→ Exercise requirements
Look through the records below, count the lines with the word "RouteSink", and reply with only the number.

→ The data

=======

#[cfg(test)]
mod tests {
    use super::*;
    use crate::context::Accessor;
    use crate::store::{MemoryStore, TableInfo};
    use serde::Deserialize;

    #[derive(Serialize, Deserialize, JsonSchema)]
    struct CanalOut {
        id: i64,
        width: Option<i64>,
        name: Option<String>,
        read_only: Option<i64>,
    }

    #[derive(Serialize, Deserialize, Validate)]
    #[serde(deny_unknown_fields)]
    struct CanalIn {
        width: Option<i64>,
        #[validate(length(min = 1, max = 32))]
        name: Option<String>,
    }

    struct Canal;

    impl RecordSchema for Canal {
        const TABLE: &'static str = "canal";
        type Dump = CanalOut;
        type Load = CanalIn;

        fn into_record(load: CanalIn) -> Result<Record> {
            let value = json!({
                "width": load.width,
                "name": load.name,
                "read_only": 5,
                "internal_only": "secret",
            });
            Ok(value.as_object().cloned().unwrap_or_default())
        }
    }

    #[derive(Serialize, Deserialize, JsonSchema)]
    struct GateOut {
        id: i64,
        label: Option<String>,
    }

    #[derive(Serialize, Deserialize, Validate)]
    struct GateIn {
        label: Option<String>,
    }

    struct Gate;

    impl RecordSchema for Gate {
        const TABLE: &'static str = "gate";
        type Dump = GateOut;
        type Load = GateIn;

        fn field_remap() -> &'static [(&'static str, &'static str)] {
            &[("label", "gate_label")]
        }
    }

    fn store() -> Arc<MemoryStore> {
        Arc::new(
            MemoryStore::new()
                .with_table(
                    TableInfo::new("canal")
                        .column("width")
                        .column("name")
                        .column("read_only")
                        .column("internal_only"),
                )
                .with_table(TableInfo::new("gate").column("gate_label"))
                .with_table(TableInfo::new("lock").primary_key(["canal_id", "position"])),
        )
    }

    fn ctx(store: Arc<MemoryStore>) -> CallContext {
        CallContext::default()
            .with_store(Some(store))
            .with_accessor(Some(Accessor::new(())))
    }

    fn canals() -> TableResource<Canal> {
        TableResource::<Canal>::new("/canal")
            .allow([Method::GET, Method::POST, Method::PUT, Method::DELETE])
            .write_access(|ctx, _| ctx.is_authenticated())
    }

    fn params(value: Value) -> Params {
        value.as_object().cloned().unwrap()
    }

    #[derive(Serialize, Deserialize, JsonSchema)]
    struct Gauge {
        depth: f64,
    }

    #[derive(Serialize, Deserialize, JsonSchema)]
    struct WeirOut {
        id: i64,
        gauge: Option<Gauge>,
    }

    struct Weir;

    impl RecordSchema for Weir {
        const TABLE: &'static str = "weir";
        type Dump = WeirOut;
        type Load = GateIn;
    }

    fn collect_refs(value: &Value, refs: &mut Vec<String>) {
        match value {
            Value::Object(object) => {
                if let Some(Value::String(target)) = object.get("$ref") {
                    refs.push(target.clone());
                }
                object.values().for_each(|v| collect_refs(v, refs));
            }
            Value::Array(items) => items.iter().for_each(|v| collect_refs(v, refs)),
            _ => {}
        }
    }

    #[test]
    fn test_nested_dump_refs_resolve_in_document() {
        let weirs = TableResource::<Weir>::new("weir").allow([Method::GET]);
        assert!(weirs.component_schema().get("components").is_none());
        assert!(weirs.schema_definitions().contains_key("Gauge"));

        let api = crate::api::Api::new("api", "v1", "Waterways");
        api.doc_add_resource(&weirs);
        let doc = api.doc_view();

        let mut refs = Vec::new();
        collect_refs(&doc["components"]["schemas"]["weir"], &mut refs);
        assert_eq!(refs, ["#/components/schemas/Gauge"]);

        for target in &refs {
            let pointer = target.trim_start_matches('#');
            assert!(doc.pointer(pointer).is_some(), "dangling {}", target);
        }
    }

    #[test]
    fn test_component_schema() {
        let resource = canals();
        let schema = resource.component_schema();
        assert!(schema.get("$schema").is_none());
        assert!(schema.get("title").is_none());
        assert_eq!(schema["type"], "object");
        assert!(resource.schema_definitions().is_empty());
        let mut fields = resource.exposed_fields().to_vec();
        fields.sort();
        assert_eq!(fields, vec!["id", "name", "read_only", "width"]);
    }

    #[tokio::test]
    async fn test_create_dumps_stored_record() {
        let ctx = ctx(store());
        let created = canals()
            .post(&ctx, json!({"width": 7, "name": "Oxford Canal"}), Params::new())
            .await
            .unwrap();

        assert_eq!(
            created,
            json!({"id": 1, "width": 7, "name": "Oxford Canal", "read_only": 5})
        );
    }

    #[tokio::test]
    async fn test_create_validation() {
        let ctx = ctx(store());

        let err = canals()
            .post(&ctx, json!({"width": 7, "name": ""}), Params::new())
            .await
            .unwrap_err();
        assert_eq!(err.status, 400);
        assert!(err.message.starts_with("Validation failed for: "));
        assert!(err.details.is_some());

        let err = canals()
            .post(&ctx, json!({"read_only": 1}), Params::new())
            .await
            .unwrap_err();
        assert_eq!(err.status, 400);

        let err = canals()
            .post(&ctx, json!([7]), Params::new())
            .await
            .unwrap_err();
        assert_eq!(err.status, 400);
    }

    #[tokio::test]
    async fn test_fetch_missing() {
        let ctx = ctx(store());
        let err = canals().get(&ctx, json!(99), Params::new()).await.unwrap_err();
        assert_eq!(err.status, 404);
        assert_eq!(err.message, "canal ID=99 does not exist.");

        let err = canals()
            .get(&ctx, json!("nine"), Params::new())
            .await
            .unwrap_err();
        assert_eq!(err.message, "canal ID=nine does not exist.");
    }

    #[tokio::test]
    async fn test_update_applies_provided_keys() {
        let ctx = ctx(store());
        let resource = canals();
        resource
            .post(&ctx, json!({"width": 14, "name": "Grand Junction"}), Params::new())
            .await
            .unwrap();

        let updated = resource
            .put(&ctx, json!(1), json!({"width": 99}), Params::new())
            .await
            .unwrap();
        assert_eq!(
            updated,
            json!({"id": 1, "width": 99, "name": "Grand Junction", "read_only": 5})
        );

        let err = resource
            .put(&ctx, json!(1), json!({"read_only": 99}), Params::new())
            .await
            .unwrap_err();
        assert_eq!(err.status, 400);

        let err = resource
            .put(&ctx, json!(2), json!({"width": 1}), Params::new())
            .await
            .unwrap_err();
        assert_eq!(err.status, 404);
    }

    #[tokio::test]
    async fn test_remove() {
        let ctx = ctx(store());
        let resource = canals();
        resource
            .post(&ctx, json!({"width": 7, "name": "Oxford Canal"}), Params::new())
            .await
            .unwrap();

        assert_eq!(
            resource.delete(&ctx, json!(1), Params::new()).await.unwrap(),
            Value::Null
        );
        let err = resource
            .delete(&ctx, json!(1), Params::new())
            .await
            .unwrap_err();
        assert_eq!(err.status, 404);
    }

    #[tokio::test]
    async fn test_list_filters() {
        let ctx = ctx(store());
        let resource = canals();
        for (width, name) in [(7, "Oxford Canal"), (14, "Grand Junction")] {
            resource
                .post(&ctx, json!({"width": width, "name": name}), Params::new())
                .await
                .unwrap();
        }

        assert_eq!(resource.list(&ctx, Params::new()).await.unwrap(), json!([1, 2]));
        assert_eq!(
            resource
                .list(&ctx, params(json!({"filter": {"width": 14}})))
                .await
                .unwrap(),
            json!([2])
        );

        let err = resource
            .list(&ctx, params(json!({"filter": {"depth": 1}})))
            .await
            .unwrap_err();
        assert_eq!(err.status, 400);
        assert_eq!(err.message, "Can not filter by 'depth' on canal - no such field.");

        let err = resource
            .list(&ctx, params(json!({"filter": {"internal_only": 14}})))
            .await
            .unwrap_err();
        assert_eq!(err.status, 401);
        assert_eq!(
            err.message,
            "Can not filter by excluded property 'internal_only' on canal"
        );

        let err = resource
            .list(&ctx, params(json!({"filter": [1]})))
            .await
            .unwrap_err();
        assert_eq!(err.status, 400);
    }

    #[tokio::test]
    async fn test_field_remap() {
        let ctx = ctx(store());
        let gates = TableResource::<Gate>::new("gate").write_access(|_, _| true);

        let created = gates
            .post(&ctx, json!({"label": "upper"}), Params::new())
            .await
            .unwrap();
        assert_eq!(created, json!({"id": 1, "label": "upper"}));

        let updated = gates
            .put(&ctx, json!(1), json!({"label": "lower"}), Params::new())
            .await
            .unwrap();
        assert_eq!(updated, json!({"id": 1, "label": "lower"}));

        let ids = gates
            .list(&ctx, params(json!({"filter": {"label": "lower"}})))
            .await
            .unwrap();
        assert_eq!(ids, json!([1]));
    }

    #[tokio::test]
    async fn test_composite_key_listing() {
        #[derive(Serialize, Deserialize, JsonSchema)]
        struct LockOut {
            canal_id: i64,
            position: i64,
        }

        struct Lock;

        impl RecordSchema for Lock {
            const TABLE: &'static str = "lock";
            type Dump = LockOut;
            type Load = GateIn;
        }

        let ctx = ctx(store());
        let err = TableResource::<Lock>::new("lock")
            .list(&ctx, Params::new())
            .await
            .unwrap_err();
        assert_eq!(err.status, 501);
    }

    #[tokio::test]
    async fn test_missing_store() {
        let err = canals()
            .get(&CallContext::default(), json!(1), Params::new())
            .await
            .unwrap_err();
        assert_eq!(err.status, 500);
    }

    #[tokio::test]
    async fn test_write_access_closed_by_default() {
        let ctx = ctx(store());
        let err = TableResource::<Canal>::new("canal")
            .post(&ctx, json!({"width": 1}), Params::new())
            .await
            .unwrap_err();
        assert_eq!(err.status, 403);
    }
}
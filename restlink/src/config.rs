//! Configuration loading from environment variables
//!
//! Helpers for reading environment variables and `.env` files, and the
//! [`ExposerConfig`] read from them.

use std::env;
use std::str::FromStr;

/// Load environment variables from `.env` files if it exists.
///
/// Call this at the start of your application before accessing config.
pub fn load_dotenv() {
    let _ = dotenvy::dotenv();
}

/// Get a required environment variable.
///
/// Returns an error if the variable is not set.
pub fn get_env(key: &str) -> Result<String, ConfigError> {
    env::var(key).map_err(|_| ConfigError::Missing(key.to_string()))
}

/// Get an optional environment with a default value
pub fn get_env_or(key: &str, default: &str) -> String {
    env::var(key).unwrap_or_else(|_| default.to_string())
}

/// Get and parse an environment variable.
pub fn get_env_parsed<T: FromStr>(key: &str) -> Result<T, ConfigError> {
    let value = get_env(key)?;
    value.parse().map_err(|_| ConfigError::Invalid {
        key: key.to_string(),
        value,
    })
}

/// Get and parse an environment variable with a default.
pub fn get_env_parsed_or<T: FromStr>(key: &str, default: T) -> T {
    env::var(key)
        .ok()
        .and_then(|v| v.parse().ok())
        .unwrap_or(default)
}

/// Where exposed APIs are rooted.
#[derive(Debug, Clone, PartialEq, Eq)]
pub struct ExposerConfig {
    /// Prefix of every API root, e.g. `/` or `/services`.
    pub base_path: String,
}

impl ExposerConfig {
    pub fn new(base_path: impl Into<String>) -> Self {
        Self {
            base_path: base_path.into(),
        }
    }

    /// Reads `RESTLINK_BASE_PATH`, defaulting to `/`.
    pub fn from_env() -> Self {
        Self::new(get_env_or("RESTLINK_BASE_PATH", "/"))
    }
}

impl Default for ExposerConfig {
    fn default() -> Self {
        Self::new("/")
    }
}

/// Configuration loading errors.
#[derive(Debug)]
pub enum ConfigError {
    /// Environment variable is not set.
    Missing(String),
    /// Multiple environment variables are not set.
    MissingMultiple(Vec<String>),
    /// Environment variable value is invalid.
    Invalid { key: String, value: String },
}
impl std::fmt::Display for ConfigError {
    fn fmt(&self, f: &mut std::fmt::Formatter<'_>) -> std::fmt::Result {
        match self {
            ConfigError::Missing(key) => {
                write!(f, "Missing required environment variable '{}'", key)
            }
            ConfigError::MissingMultiple(keys) => {
                writeln!(f, "Missing required environment variables:")?;
                for key in keys {
                    writeln!(f, "  - {}", key)?;
                }
                Ok(())
            }
            ConfigError::Invalid { key, value } => {
                write!(
                    f,
                    "Invalid value '{}' for environment variable '{}' (failed to parse as expected type)",
                    value, key
                )
            }
        }
    }
}

impl std::error::Error for ConfigError {}
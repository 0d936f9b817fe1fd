//! Testing utilities for restlink applications.
//!
//! [`TestClient`] serves an app on a random local port so tests can talk
//! to it over real HTTP.

mod client;

pub use client::{TestClient, TestRequestBuilder, TestResponse};
//! Binding of compiled routes to the HTTP router.
//!
//! Every [`RouteRule`] becomes a router handler that decodes the request
//! into a [`Call`], runs the rule's transfer function and encodes the
//! outcome: `200` with the JSON result, or the error's status with
//! `{"error": ..., "trace_id": ...}`.
//!
//! Query values are percent-decoded once more after the usual form
//! decoding and then read as JSON, so `?filter=%7B%22width%22%3A3%7D`
//! arrives as an object. Values that are not JSON stay strings.

use std::sync::Arc;

use bytes::Bytes;
use http::request::Parts;
use http::{HeaderMap, Request, Response, StatusCode, header};
use http_body_util::BodyExt;
use hyper::body::Incoming;
use percent_encoding::percent_decode_str;
use serde_json::Value;
use tracing::{error, warn};

use crate::context::{CallContext, RequestContext, RequestInfo};
use crate::error::{Error, Result};
use crate::exposer::{Call, Gateway, RouteRule};
use crate::extract::PathParams;
use crate::resource::Params;
use crate::response::{BoxBody, IntoResponse, json_response};
use crate::router::Router;

/// Anything compiled rules can be installed into.
pub trait RouteSink {
    fn add_rule(&mut self, rule: RouteRule, gateway: Arc<Gateway>);
}

impl RouteSink for Router {
    fn add_rule(&mut self, rule: RouteRule, gateway: Arc<Gateway>) {
        let method = rule.method.clone();
        let pattern = rule.rule.clone();
        let name = rule.endpoint.clone();
        let rule = Arc::new(rule);

        self.push(method, &pattern, &name, move |req, params, _state| {
            let rule = rule.clone();
            let gateway = gateway.clone();
            async move { dispatch(&rule, &gateway, req, params).await }
        });
    }
}

/// Runs `rule` for a request.
pub async fn dispatch(
    rule: &RouteRule,
    gateway: &Gateway,
    req: Request<Incoming>,
    path: PathParams,
) -> Response<BoxBody> {
    let (parts, body) = req.into_parts();
    let body = match body.collect().await {
        Ok(collected) => collected.to_bytes(),
        Err(e) => {
            warn!(error = %e, endpoint = %rule.endpoint, "failed to read request body");
            Bytes::new()
        }
    };
    dispatch_parts(rule, gateway, &parts, &body, &path).await
}

/// Runs `rule` for a request that has already been read.
pub async fn dispatch_parts(
    rule: &RouteRule,
    gateway: &Gateway,
    parts: &Parts,
    body: &Bytes,
    path: &PathParams,
) -> Response<BoxBody> {
    let request = parts
        .extensions
        .get::<RequestContext>()
        .cloned()
        .unwrap_or_default();
    let trace_id = request.trace_id.clone();

    let query = match decode_query(parts.uri.query()) {
        Ok(query) => query,
        Err(e) => return e.with_trace_id(trace_id).into_response(),
    };

    let accessor = gateway.authenticate(&RequestInfo::new(parts, &query));
    let ctx = CallContext::new(request)
        .with_accessor(accessor)
        .with_store(gateway.store());

    let call = Call {
        ctx,
        id: path.get("id").map(|raw| path_id(raw)),
        data: decode_body(&parts.headers, body),
        params: query,
    };

    match rule.call(call).await {
        Ok(value) => json_response(StatusCode::OK, &value),
        Err(e) => {
            if e.status >= 500 {
                error!(endpoint = %rule.endpoint, status = e.status, error = %e, "request failed");
            }
            e.with_trace_id(trace_id).into_response()
        }
    }
}

/// Decodes a query string into JSON values.
pub fn decode_query(query: Option<&str>) -> Result<Params> {
    let pairs: Vec<(String, String)> = serde_urlencoded::from_str(query.unwrap_or(""))
        .map_err(|e| Error::bad_request(format!("invalid query: {}", e)))?;

    let mut params = Params::new();
    for (key, raw) in pairs {
        let decoded = percent_decode_str(&raw).decode_utf8_lossy().into_owned();
        let value = serde_json::from_str(&decoded).unwrap_or(Value::String(decoded));
        params.entry(key).or_insert(value);
    }
    Ok(params)
}

/// Reads a JSON body. Anything else, or JSON that does not parse, is no
/// body at all.
pub fn decode_body(headers: &HeaderMap, body: &Bytes) -> Option<Value> {
    let is_json = headers
        .get(header::CONTENT_TYPE)
        .and_then(|v| v.to_str().ok())
        .and_then(|v| v.split(';').next())
        .map(|mime| {
            let mime = mime.trim();
            mime == "application/json" || mime.ends_with("+json")
        })
        .unwrap_or(false);

    if !is_json || body.is_empty() {
        return None;
    }
    serde_json::from_slice(body).ok()
}

/// Integer ids stay integers, anything else is passed on as a string.
pub fn path_id(raw: &str) -> Value {
    let decoded = percent_decode_str(raw).decode_utf8_lossy();
    decoded
        .parse::<i64>()
        .map(Value::from)
        .unwrap_or_else(|_| Value::String(decoded.into_owned()))
}

#[cfg(test)]
mod tests {
    use super::*;
    use crate::context::Accessor;
    use crate::exposer::{Transfer, TransferFuture};
    use crate::test::{TestRequest, params};
    use http_body_util::BodyExt;
    use serde_json::json;

    fn echo() -> RouteRule {
        let transfer: Transfer = Arc::new(|call: Call| {
            Box::pin(async move {
                Ok(json!({
                    "id": call.id,
                    "data": call.data,
                    "params": call.params,
                    "authenticated": call.ctx.is_authenticated(),
                    "trace_id": call.ctx.trace_id(),
                }))
            }) as TransferFuture
        });
        RouteRule::new(http::Method::PUT, "/canal/:id", "echo", transfer)
    }

    fn failing() -> RouteRule {
        let transfer: Transfer = Arc::new(|_call: Call| {
            Box::pin(async { Err(Error::forbidden("Accessor does not have write access to canal")) })
                as TransferFuture
        });
        RouteRule::new(http::Method::DELETE, "/canal/:id", "failing", transfer)
    }

    async fn body_json(response: Response<BoxBody>) -> Value {
        let body = response.into_body().collect().await.unwrap().to_bytes();
        serde_json::from_slice(&body).unwrap()
    }

    #[test]
    fn test_decode_query_parses_json_values() {
        let params = decode_query(Some("filter=%7B%22width%22%3A3%7D&count=4&name=north")).unwrap();
        assert_eq!(params["filter"], json!({"width": 3}));
        assert_eq!(params["count"], json!(4));
        assert_eq!(params["name"], json!("north"));
    }

    #[test]
    fn test_decode_query_double_encoded() {
        let params = decode_query(Some("filter=%257B%2522width%2522%253A3%257D")).unwrap();
        assert_eq!(params["filter"], json!({"width": 3}));
    }

    #[test]
    fn test_decode_query_first_value_wins() {
        let params = decode_query(Some("a=1&a=2")).unwrap();
        assert_eq!(params["a"], json!(1));
        assert!(decode_query(None).unwrap().is_empty());
    }

    #[test]
    fn test_decode_body_requires_json_content_type() {
        let body = Bytes::from_static(br#"{"width": 3}"#);

        let mut headers = HeaderMap::new();
        assert_eq!(decode_body(&headers, &body), None);

        headers.insert(
            header::CONTENT_TYPE,
            "application/json; charset=utf-8".parse().unwrap(),
        );
        assert_eq!(decode_body(&headers, &body), Some(json!({"width": 3})));
        assert_eq!(decode_body(&headers, &Bytes::from_static(b"{nope")), None);

        headers.insert(header::CONTENT_TYPE, "text/plain".parse().unwrap());
        assert_eq!(decode_body(&headers, &body), None);
    }

    #[test]
    fn test_path_id() {
        assert_eq!(path_id("42"), json!(42));
        assert_eq!(path_id("-3"), json!(-3));
        assert_eq!(path_id("north%20gate"), json!("north gate"));
    }

    #[tokio::test]
    async fn test_dispatch_parts_builds_call() {
        let (parts, body) = TestRequest::put("/canal/7?filter=%7B%7D")
            .json(&json!({"width": 3}))
            .into_parts();
        let trace_id = parts
            .extensions
            .get::<RequestContext>()
            .unwrap()
            .trace_id
            .clone();

        let response = dispatch_parts(
            &echo(),
            &Gateway::default(),
            &parts,
            &body,
            &params(&[("id", "7")]),
        )
        .await;

        assert_eq!(response.status(), StatusCode::OK);
        assert_eq!(
            body_json(response).await,
            json!({
                "id": 7,
                "data": {"width": 3},
                "params": {"filter": {}},
                "authenticated": false,
                "trace_id": trace_id,
            })
        );
    }

    #[tokio::test]
    async fn test_dispatch_parts_authenticates() {
        let exposer = crate::exposer::Exposer::new().authenticator(|info: &RequestInfo<'_>| {
            (info.header("handshake") == Some("trustworthy")).then(|| Accessor::new("friend"))
        });
        let gateway = exposer.gateway().clone();

        let (parts, body) = TestRequest::put("/canal/1")
            .header("handshake", "trustworthy")
            .into_parts();
        let response = dispatch_parts(&echo(), &gateway, &parts, &body, &params(&[])).await;
        let value = body_json(response).await;

        assert_eq!(value["authenticated"], true);
        assert_eq!(value["id"], Value::Null);
        assert_eq!(value["data"], Value::Null);
    }

    #[tokio::test]
    async fn test_dispatch_parts_error_response() {
        let (parts, body) = TestRequest::delete("/canal/1").into_parts();
        let response = dispatch_parts(
            &failing(),
            &Gateway::default(),
            &parts,
            &body,
            &params(&[("id", "1")]),
        )
        .await;

        assert_eq!(response.status(), StatusCode::FORBIDDEN);
        let value = body_json(response).await;
        assert_eq!(value["error"], "Accessor does not have write access to canal");
        assert!(value["trace_id"].is_string());
    }
}
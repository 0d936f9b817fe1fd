use tracing::Level;
use tracing_subscriber::{EnvFilter, fmt};

use crate::config::{get_env_or, get_env_parsed_or};

type InitError = Box<dyn std::error::Error + Send + Sync + 'static>;

/// Configuration for the tracing/logging system.
///
/// Use the builder pattern to configure logging output format and level.
///
/// # Examples
///
/// ```ignore
/// use restlink::prelude::*;
///
/// // JSON logging for production
/// Restlink::new()
///     .with_tracing(TracingConfig::new().json())
///     .exposer(exposer)
///     .listen("127.0.0.1:3000")
///     .await
/// ```
#[derive(Debug, Clone)]
pub struct TracingConfig {
    /// Output logs as JSON.
    pub json: bool,
    /// The minimum log level.
    pub level: Level,
    /// Include the target (module path) in logs.
    pub with_target: bool,
    /// Include the source file in logs.
    pub with_file: bool,
    /// Include line numbers in logs.
    pub with_line_number: bool,
}

impl Default for TracingConfig {
    fn default() -> Self {
        Self {
            json: false,
            level: Level::INFO,
            with_target: true,
            with_file: false,
            with_line_number: false,
        }
    }
}

impl TracingConfig {
    /// Creates a new tracing configuration with default values.
    pub fn new() -> Self {
        Self::default()
    }

    /// Reads `RESTLINK_LOG_FORMAT` (`text` or `json`) and
    /// `RESTLINK_LOG_LEVEL` (e.g. `debug`). Unset or unparsable values keep
    /// the defaults.
    pub fn from_env() -> Self {
        let config = Self::default().level(get_env_parsed_or("RESTLINK_LOG_LEVEL", Level::INFO));
        if get_env_or("RESTLINK_LOG_FORMAT", "text").eq_ignore_ascii_case("json") {
            config.json()
        } else {
            config
        }
    }

    /// Enables JSON output format.
    pub fn json(mut self) -> Self {
        self.json = true;
        self
    }

    /// Sets the minimum log level.
    pub fn level(mut self, level: Level) -> Self {
        self.level = level;
        self
    }

    /// Configures whether to include the target in logs.
    pub fn with_target(mut self, enabled: bool) -> Self {
        self.with_target = enabled;
        self
    }

    /// Configures whether to include file names in logs.
    pub fn with_file(mut self, enabled: bool) -> Self {
        self.with_file = enabled;
        self
    }

    /// Configures whether to include line numbers in logs.
    pub fn with_line_number(mut self, enabled: bool) -> Self {
        self.with_line_number = enabled;
        self
    }

    /// Installs the global subscriber. Does nothing if one is already set.
    pub fn init(self) {
        if let Err(e) = self.try_init() {
            eprintln!("tracing subscriber not installed: {}", e);
        }
    }

    /// Installs the global subscriber, failing if one is already set.
    pub fn try_init(self) -> Result<(), InitError> {
        let filter = EnvFilter::try_from_default_env()
            .unwrap_or_else(|_| EnvFilter::new(self.level.to_string()));

        let builder = fmt()
            .with_env_filter(filter)
            .with_target(self.with_target)
            .with_file(self.with_file)
            .with_line_number(self.with_line_number);

        if self.json {
            builder.json().try_init()
        } else {
            builder.try_init()
        }
    }
}
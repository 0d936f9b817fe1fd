//! OpenAPI document generation
//!
//! Every [`Api`](crate::api::Api) owns an OpenAPI 3.1 document built from
//! the method maps of its resources and served at `{root}/docs`.

mod endpoint;
mod operation;
mod spec;

pub use endpoint::*;
pub use operation::*;
pub use spec::*;
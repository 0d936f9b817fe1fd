//! The route serving an API's document

use std::sync::Arc;

use crate::api::Api;
use crate::exposer::{Call, Transfer, TransferFuture};

/// Transfer function of the `{root}/docs` route. It answers with the
/// document as published when the request arrives.
pub fn docs_transfer(api: Api) -> Transfer {
    Arc::new(move |_call: Call| {
        let doc = api.doc_view();
        Box::pin(async move { Ok(doc.as_ref().clone()) }) as TransferFuture
    })
}
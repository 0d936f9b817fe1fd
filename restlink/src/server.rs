//! The HTTP server loop.

use std::convert::Infallible;
use std::net::SocketAddr;
use std::sync::Arc;

use hyper::body::Incoming;
use hyper::service::service_fn;
use hyper::{Request, Response};
use hyper_util::rt::{TokioExecutor, TokioIo};
use hyper_util::server::conn::auto::Builder;
use hyper_util::server::graceful::GracefulShutdown;
use tokio::net::TcpListener;
use tracing::{info, warn};

use crate::context::RequestContext;
use crate::middleware::MiddlewareStack;
use crate::response::BoxBody;
use crate::router::Router;
use crate::state::AppState;

/// Everything a connection needs to answer requests.
#[derive(Clone)]
pub(crate) struct Pipeline {
    router: Arc<Router>,
    state: Arc<AppState>,
    middlewares: Arc<MiddlewareStack>,
}

impl Pipeline {
    pub(crate) fn new(router: Router, state: AppState, middlewares: MiddlewareStack) -> Self {
        Self {
            router: Arc::new(router),
            state: Arc::new(state),
            middlewares: Arc::new(middlewares),
        }
    }

    /// Gives the request a fresh [`RequestContext`] and runs it through the
    /// middleware and the router.
    pub(crate) async fn handle(
        &self,
        mut req: Request<Incoming>,
    ) -> Result<Response<BoxBody>, Infallible> {
        let ctx = RequestContext::new();
        req.extensions_mut().insert(ctx.clone());
        Ok(self
            .middlewares
            .execute(req, &self.router, &self.state, &ctx)
            .await)
    }
}

/// Serves until ctrl-c, then waits for open connections to finish.
pub async fn serve(
    router: Router,
    state: AppState,
    middlewares: MiddlewareStack,
    addr: SocketAddr,
) -> std::io::Result<()> {
    let listener = TcpListener::bind(addr).await?;
    info!(addr = %listener.local_addr()?, "restlink listening");

    let pipeline = Pipeline::new(router, state, middlewares);
    let builder = Builder::new(TokioExecutor::new());
    let graceful = GracefulShutdown::new();
    let shutdown = tokio::signal::ctrl_c();
    tokio::pin!(shutdown);

    loop {
        let (stream, peer) = tokio::select! {
            accepted = listener.accept() => match accepted {
                Ok(conn) => conn,
                Err(e) => {
                    warn!(error = %e, "failed to accept connection");
                    continue;
                }
            },
            _ = &mut shutdown => {
                info!("shutting down");
                break;
            }
        };

        let pipeline = pipeline.clone();
        let service = service_fn(move |req: Request<Incoming>| {
            let pipeline = pipeline.clone();
            async move { pipeline.handle(req).await }
        });

        let conn = builder.serve_connection(TokioIo::new(stream), service);
        let conn = graceful.watch(conn.into_owned());
        tokio::spawn(async move {
            if let Err(e) = conn.await {
                warn!(peer = %peer, error = %e, "connection error");
            }
        });
    }

    graceful.shutdown().await;
    Ok(())
}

=======

→ The answer
2